Exercise description: Once the line with "to the collector." is found in the data, output it and each following line exactly, up to and including the line with "them in flight.", and nothing before or after.

Start of Extracted entries

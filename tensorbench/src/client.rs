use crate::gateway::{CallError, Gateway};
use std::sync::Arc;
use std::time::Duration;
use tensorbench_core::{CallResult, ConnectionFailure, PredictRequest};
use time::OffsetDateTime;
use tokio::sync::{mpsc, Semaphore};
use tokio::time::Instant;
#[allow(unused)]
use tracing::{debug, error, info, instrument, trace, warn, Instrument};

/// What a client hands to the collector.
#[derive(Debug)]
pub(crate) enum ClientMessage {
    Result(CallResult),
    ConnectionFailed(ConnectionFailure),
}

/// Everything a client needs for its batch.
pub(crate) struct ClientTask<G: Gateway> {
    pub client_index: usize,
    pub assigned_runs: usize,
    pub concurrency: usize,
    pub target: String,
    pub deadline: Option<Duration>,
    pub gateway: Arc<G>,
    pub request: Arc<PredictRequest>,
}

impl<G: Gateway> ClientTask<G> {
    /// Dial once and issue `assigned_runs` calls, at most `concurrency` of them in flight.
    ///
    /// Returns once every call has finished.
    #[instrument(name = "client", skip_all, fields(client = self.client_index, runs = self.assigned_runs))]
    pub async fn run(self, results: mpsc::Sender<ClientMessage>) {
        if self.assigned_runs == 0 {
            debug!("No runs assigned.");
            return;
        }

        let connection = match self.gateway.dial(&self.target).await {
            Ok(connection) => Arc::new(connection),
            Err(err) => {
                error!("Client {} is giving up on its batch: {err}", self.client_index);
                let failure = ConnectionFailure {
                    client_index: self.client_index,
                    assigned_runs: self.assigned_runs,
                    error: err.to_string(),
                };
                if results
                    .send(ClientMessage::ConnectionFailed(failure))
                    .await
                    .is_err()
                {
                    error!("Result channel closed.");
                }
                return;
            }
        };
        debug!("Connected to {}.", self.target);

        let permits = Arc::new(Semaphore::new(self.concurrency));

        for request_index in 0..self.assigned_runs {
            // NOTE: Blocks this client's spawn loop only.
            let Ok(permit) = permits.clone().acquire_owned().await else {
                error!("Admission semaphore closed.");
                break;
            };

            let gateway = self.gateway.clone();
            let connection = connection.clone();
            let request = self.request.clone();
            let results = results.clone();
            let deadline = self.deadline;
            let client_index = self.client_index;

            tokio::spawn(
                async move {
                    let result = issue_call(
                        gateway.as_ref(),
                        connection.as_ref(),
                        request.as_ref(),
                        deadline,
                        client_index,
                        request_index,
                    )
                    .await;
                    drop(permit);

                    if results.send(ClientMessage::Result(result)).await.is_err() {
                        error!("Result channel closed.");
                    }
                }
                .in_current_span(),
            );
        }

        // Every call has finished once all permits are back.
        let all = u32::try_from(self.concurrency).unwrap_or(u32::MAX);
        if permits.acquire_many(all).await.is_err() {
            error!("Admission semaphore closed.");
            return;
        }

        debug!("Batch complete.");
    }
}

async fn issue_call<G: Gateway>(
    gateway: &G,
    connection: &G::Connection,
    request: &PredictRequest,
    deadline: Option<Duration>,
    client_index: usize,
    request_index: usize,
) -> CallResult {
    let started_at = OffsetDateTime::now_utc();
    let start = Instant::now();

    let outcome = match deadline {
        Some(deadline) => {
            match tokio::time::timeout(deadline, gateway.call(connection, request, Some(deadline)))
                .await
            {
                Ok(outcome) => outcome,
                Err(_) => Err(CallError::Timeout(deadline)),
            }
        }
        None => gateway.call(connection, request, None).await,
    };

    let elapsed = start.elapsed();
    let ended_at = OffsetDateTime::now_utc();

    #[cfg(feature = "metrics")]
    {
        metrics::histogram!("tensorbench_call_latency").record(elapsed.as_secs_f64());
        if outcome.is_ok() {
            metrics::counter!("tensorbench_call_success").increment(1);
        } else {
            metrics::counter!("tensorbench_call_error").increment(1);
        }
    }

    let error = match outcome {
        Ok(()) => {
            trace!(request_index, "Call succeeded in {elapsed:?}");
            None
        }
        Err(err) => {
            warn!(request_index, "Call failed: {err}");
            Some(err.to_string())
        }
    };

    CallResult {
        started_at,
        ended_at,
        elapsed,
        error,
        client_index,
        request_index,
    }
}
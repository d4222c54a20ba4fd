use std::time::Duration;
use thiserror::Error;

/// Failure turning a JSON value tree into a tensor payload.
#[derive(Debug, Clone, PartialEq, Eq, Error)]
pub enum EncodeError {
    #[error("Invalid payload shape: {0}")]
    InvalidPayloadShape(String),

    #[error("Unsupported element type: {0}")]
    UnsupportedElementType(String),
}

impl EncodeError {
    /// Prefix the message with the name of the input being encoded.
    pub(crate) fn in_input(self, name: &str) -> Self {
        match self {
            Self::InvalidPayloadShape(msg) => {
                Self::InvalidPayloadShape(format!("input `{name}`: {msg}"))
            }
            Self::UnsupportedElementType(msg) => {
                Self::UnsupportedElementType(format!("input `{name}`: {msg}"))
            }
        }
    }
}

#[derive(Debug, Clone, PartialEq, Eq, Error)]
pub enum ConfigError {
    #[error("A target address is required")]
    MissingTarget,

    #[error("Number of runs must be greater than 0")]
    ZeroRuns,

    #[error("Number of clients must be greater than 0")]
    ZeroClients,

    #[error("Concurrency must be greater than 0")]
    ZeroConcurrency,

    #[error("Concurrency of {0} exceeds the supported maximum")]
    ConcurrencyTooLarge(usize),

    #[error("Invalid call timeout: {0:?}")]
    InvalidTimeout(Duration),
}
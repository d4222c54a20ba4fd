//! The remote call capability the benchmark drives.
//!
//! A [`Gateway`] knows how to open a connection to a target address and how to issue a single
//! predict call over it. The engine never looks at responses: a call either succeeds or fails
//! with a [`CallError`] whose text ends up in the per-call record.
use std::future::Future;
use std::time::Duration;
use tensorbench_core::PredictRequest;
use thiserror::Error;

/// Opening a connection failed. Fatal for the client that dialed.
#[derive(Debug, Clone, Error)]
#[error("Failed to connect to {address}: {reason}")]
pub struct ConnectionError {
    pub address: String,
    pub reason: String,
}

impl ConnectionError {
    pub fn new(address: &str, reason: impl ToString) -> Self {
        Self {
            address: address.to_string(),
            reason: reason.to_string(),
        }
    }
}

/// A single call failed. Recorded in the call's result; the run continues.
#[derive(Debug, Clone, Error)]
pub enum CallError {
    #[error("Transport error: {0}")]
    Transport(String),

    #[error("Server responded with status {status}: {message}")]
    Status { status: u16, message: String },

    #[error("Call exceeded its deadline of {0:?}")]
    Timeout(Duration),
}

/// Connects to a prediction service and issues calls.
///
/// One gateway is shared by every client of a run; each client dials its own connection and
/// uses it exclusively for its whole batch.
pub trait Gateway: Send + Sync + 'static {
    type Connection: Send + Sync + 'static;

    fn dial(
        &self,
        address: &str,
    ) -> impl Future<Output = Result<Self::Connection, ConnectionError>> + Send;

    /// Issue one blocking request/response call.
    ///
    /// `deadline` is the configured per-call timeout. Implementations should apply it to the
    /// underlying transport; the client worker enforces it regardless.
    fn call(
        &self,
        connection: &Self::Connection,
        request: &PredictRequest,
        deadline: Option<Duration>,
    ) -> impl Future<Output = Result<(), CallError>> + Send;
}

End of Extracted entries

Answer to the problem:
/// What a client hands to the collector.
#[derive(Debug)]
pub(crate) enum ClientMessage {
    Result(CallResult),
    ConnectionFailed(ConnectionFailure),
}

/// Everything a client needs for its batch.
pub(crate) struct ClientTask<G: Gateway> {
    pub client_index: usize,
    pub assigned_runs: usize,
    pub concurrency: usize,
    pub target: String,
    pub deadline: Option<Duration>,
    pub gateway: Arc<G>,
    pub request: Arc<PredictRequest>,
}

impl<G: Gateway> ClientTask<G> {
    /// Dial once and issue `assigned_runs` calls, at most `concurrency` of them in flight.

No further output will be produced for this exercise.